• ACTION ITEM:
The line holding "produces identical bytes." and all lines that follow it to the end of the data: return these exactly, and nothing more.
BEGIN RECORDS FOR THIS EXERCISE
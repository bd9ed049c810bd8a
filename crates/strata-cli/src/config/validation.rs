use crate::config::BuildConfig;
use crate::error::{ConfigError, Result};

impl BuildConfig {
    /// Validate configuration for logical consistency.
    pub fn validate(&self) -> Result<()> {
        if self.debounce_ms == 0 {
            return Err(ConfigError::InvalidValue {
                field: "debounce_ms".to_string(),
                value: "0".to_string(),
                hint: "Use a debounce window of at least 1 ms (default 200)".to_string(),
            }
            .into());
        }

        if self.watch_ignore.iter().any(|p| p.trim().is_empty()) {
            return Err(ConfigError::InvalidValue {
                field: "watch_ignore".to_string(),
                value: "\"\"".to_string(),
                hint: "Remove empty entries from watch_ignore".to_string(),
            }
            .into());
        }

        self.jsx_options()
            .validate()
            .map_err(ConfigError::from)?;

        Ok(())
    }
}
//! The stateful bundle instance.

use std::path::{Path, PathBuf};

use indexmap::IndexSet;

use crate::config::{BundleConfig, BundlerKind, InputSource};
use crate::engine::{engine_for, resolve::normalize, Bundler};
use crate::error::{BundleError, ConfigError, Result};
use crate::event::{BundleEvent, BundleId, EventSender};
use crate::output::{BuildOutput, OutputFile};

#[derive(Debug, Clone, Copy, PartialEq, Eq)]
pub enum BundleStatus {
    Idle,
    Building,
    Writing,
    Error,
}

/// One configured bundler invocation.
///
/// `files` starts out as the entry inputs and is replaced by the engine's
/// dependency set after every successful build. A failed build leaves it at
/// the last successful set.
pub struct Bundle {
    id: BundleId,
    kind: BundlerKind,
    engine: Box<dyn Bundler>,
    events: EventSender,
    config: Option<BundleConfig>,
    status: BundleStatus,
    files: IndexSet<PathBuf>,
    last_output: Option<BuildOutput>,
}

impl std::fmt::Debug for Bundle {
    fn fmt(&self, f: &mut std::fmt::Formatter<'_>) -> std::fmt::Result {
        f.debug_struct("Bundle")
            .field("id", &self.id)
            .field("kind", &self.kind)
            .field("status", &self.status)
            .field("files", &self.files.len())
            .finish_non_exhaustive()
    }
}

impl Bundle {
    /// A bundle backed by the built-in engine for `kind`.
    pub fn new(kind: BundlerKind, events: EventSender) -> Self {
        Self::with_engine(engine_for(kind), events)
    }

    pub fn with_engine(engine: Box<dyn Bundler>, events: EventSender) -> Self {
        Self {
            id: BundleId::next(),
            kind: engine.kind(),
            engine,
            events,
            config: None,
            status: BundleStatus::Idle,
            files: IndexSet::new(),
            last_output: None,
        }
    }

    pub fn id(&self) -> BundleId {
        self.id
    }

    pub fn kind(&self) -> BundlerKind {
        self.kind
    }

    pub fn status(&self) -> BundleStatus {
        self.status
    }

    pub fn config(&self) -> Option<&BundleConfig> {
        self.config.as_ref()
    }

    /// Absolute paths this bundle currently depends on.
    pub fn files(&self) -> &IndexSet<PathBuf> {
        &self.files
    }

    pub fn last_output(&self) -> Option<&BuildOutput> {
        self.last_output.as_ref()
    }

    /// Resolved output path, once set up.
    pub fn output(&self) -> Option<PathBuf> {
        let base = self.config.as_ref()?.base();
        base.output.as_deref().map(|o| base.resolve(o))
    }

    /// The input reference carried by build events.
    pub fn input_label(&self) -> String {
        self.config
            .as_ref()
            .map(|c| {
                c.base()
                    .input
                    .iter()
                    .map(InputSource::describe)
                    .collect::<Vec<_>>()
                    .join(", ")
            })
            .unwrap_or_default()
    }

    /// Validate and freeze `config`. Calling it again re-validates and
    /// replaces the frozen configuration.
    pub fn setup(&mut self, config: BundleConfig) -> Result<(), ConfigError> {
        if config.kind() != self.kind {
            return Err(ConfigError::InvalidValue {
                field: "kind".to_string(),
                value: config.kind().to_string(),
                hint: format!("This bundle runs the {} engine", self.kind),
            });
        }
        config.validate()?;

        if self.last_output.is_none() {
            let base = config.base();
            self.files = base
                .input_files()
                .map(|p| normalize(&base.resolve(p)))
                .collect();
        }

        tracing::debug!(bundle = %self.id, kind = %self.kind, "bundle configured");
        self.config = Some(config);
        Ok(())
    }

    /// Run the engine. An empty `invalidated` list asks for a full build.
    pub async fn build(&mut self, invalidated: &[PathBuf]) -> Result<()> {
        let Some(config) = self.config.as_ref() else {
            return Err(BundleError::NotSetUp);
        };

        let input = self.input_label();
        let inline_code = config
            .base()
            .input
            .iter()
            .find_map(|i| i.inline_code().map(str::to_string));

        self.status = BundleStatus::Building;
        self.events.emit(
            self.id,
            BundleEvent::BuildStart {
                input: input.clone(),
                inline_code: inline_code.clone(),
                child: None,
            },
        );

        match self.engine.build(config, invalidated).await {
            Ok(output) => {
                for message in &output.warnings {
                    self.events.emit(
                        self.id,
                        BundleEvent::Warn {
                            message: message.clone(),
                        },
                    );
                }
                for child in &output.children {
                    for event in [
                        BundleEvent::BuildStart {
                            input: input.clone(),
                            inline_code: None,
                            child: Some(child.clone()),
                        },
                        BundleEvent::BuildEnd {
                            input: input.clone(),
                            inline_code: None,
                            child: Some(child.clone()),
                        },
                    ] {
                        self.events.emit(self.id, event);
                    }
                }
                self.events.emit(
                    self.id,
                    BundleEvent::BuildEnd {
                        input,
                        inline_code,
                        child: None,
                    },
                );
                self.events.emit(
                    self.id,
                    BundleEvent::Analysis {
                        report: output.analysis(),
                    },
                );
                self.events.emit(self.id, BundleEvent::BundleEnd);

                tracing::debug!(
                    bundle = %self.id,
                    files = output.files.len(),
                    invalidated = invalidated.len(),
                    "build finished"
                );
                self.files = output.files.clone();
                self.last_output = Some(output);
                self.status = BundleStatus::Idle;
                Ok(())
            }
            Err(err) => {
                tracing::debug!(bundle = %self.id, error = %err, "build failed");
                self.status = BundleStatus::Error;
                self.events.emit(
                    self.id,
                    BundleEvent::Error {
                        error: err.to_string(),
                    },
                );
                Err(err)
            }
        }
    }

    /// Persist the last successful build. Writing twice without a build in
    /// between produces identical bytes.
    pub async fn write(&mut self) -> Result<()> {
        let Some(output) = self.last_output.as_ref() else {
            return Err(BundleError::NothingToWrite);
        };

        self.status = BundleStatus::Writing;
        self.events
            .emit(self.id, BundleEvent::WriteStart { child: None });

        match write_outputs(&output.outputs, self.id, &self.events).await {
            Ok(()) => {
                self.events.emit(self.id, BundleEvent::WriteEnd { child: None });
                self.status = BundleStatus::Idle;
                Ok(())
            }
            Err(err) => {
                self.status = BundleStatus::Error;
                self.events.emit(
                    self.id,
                    BundleEvent::Error {
                        error: err.to_string(),
                    },
                );
                Err(err)
            }
        }
    }
}

async fn write_outputs(outputs: &[OutputFile], id: BundleId, events: &EventSender) -> Result<()> {
    for file in outputs {
        if let Some(parent) = file.path.parent() {
            create_dir(parent).await?;
        }
        tokio::fs::write(&file.path, &file.contents)
            .await
            .map_err(|source| BundleError::Write {
                path: file.path.clone(),
                source,
            })?;
        events.emit(
            id,
            BundleEvent::WriteProgress {
                output_file: file.path.display().to_string(),
            },
        );
    }
    Ok(())
}

async fn create_dir(dir: &Path) -> Result<()> {
    tokio::fs::create_dir_all(dir)
        .await
        .map_err(|source| BundleError::Write {
            path: dir.to_path_buf(),
            source,
        })
}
END RECORDS FOR THIS EXERCISE
• THE ANSWER:
    /// between produces identical bytes.
    pub async fn write(&mut self) -> Result<()> {
        let Some(output) = self.last_output.as_ref() else {
            return Err(BundleError::NothingToWrite);
        };

        self.status = BundleStatus::Writing;
        self.events
            .emit(self.id, BundleEvent::WriteStart { child: None });

        match write_outputs(&output.outputs, self.id, &self.events).await {
            Ok(()) => {
                self.events.emit(self.id, BundleEvent::WriteEnd { child: None });
                self.status = BundleStatus::Idle;
                Ok(())
            }
            Err(err) => {
                self.status = BundleStatus::Error;
                self.events.emit(
                    self.id,
                    BundleEvent::Error {
                        error: err.to_string(),
                    },
                );
                Err(err)
            }
        }
    }
}

async fn write_outputs(outputs: &[OutputFile], id: BundleId, events: &EventSender) -> Result<()> {
    for file in outputs {
        if let Some(parent) = file.path.parent() {
            create_dir(parent).await?;
        }
        tokio::fs::write(&file.path, &file.contents)
            .await
            .map_err(|source| BundleError::Write {
                path: file.path.clone(),
                source,
            })?;
        events.emit(
            id,
            BundleEvent::WriteProgress {
                output_file: file.path.display().to_string(),
            },
        );
    }
    Ok(())
}

async fn create_dir(dir: &Path) -> Result<()> {
    tokio::fs::create_dir_all(dir)
        .await
        .map_err(|source| BundleError::Write {
            path: dir.to_path_buf(),
            source,
        })
}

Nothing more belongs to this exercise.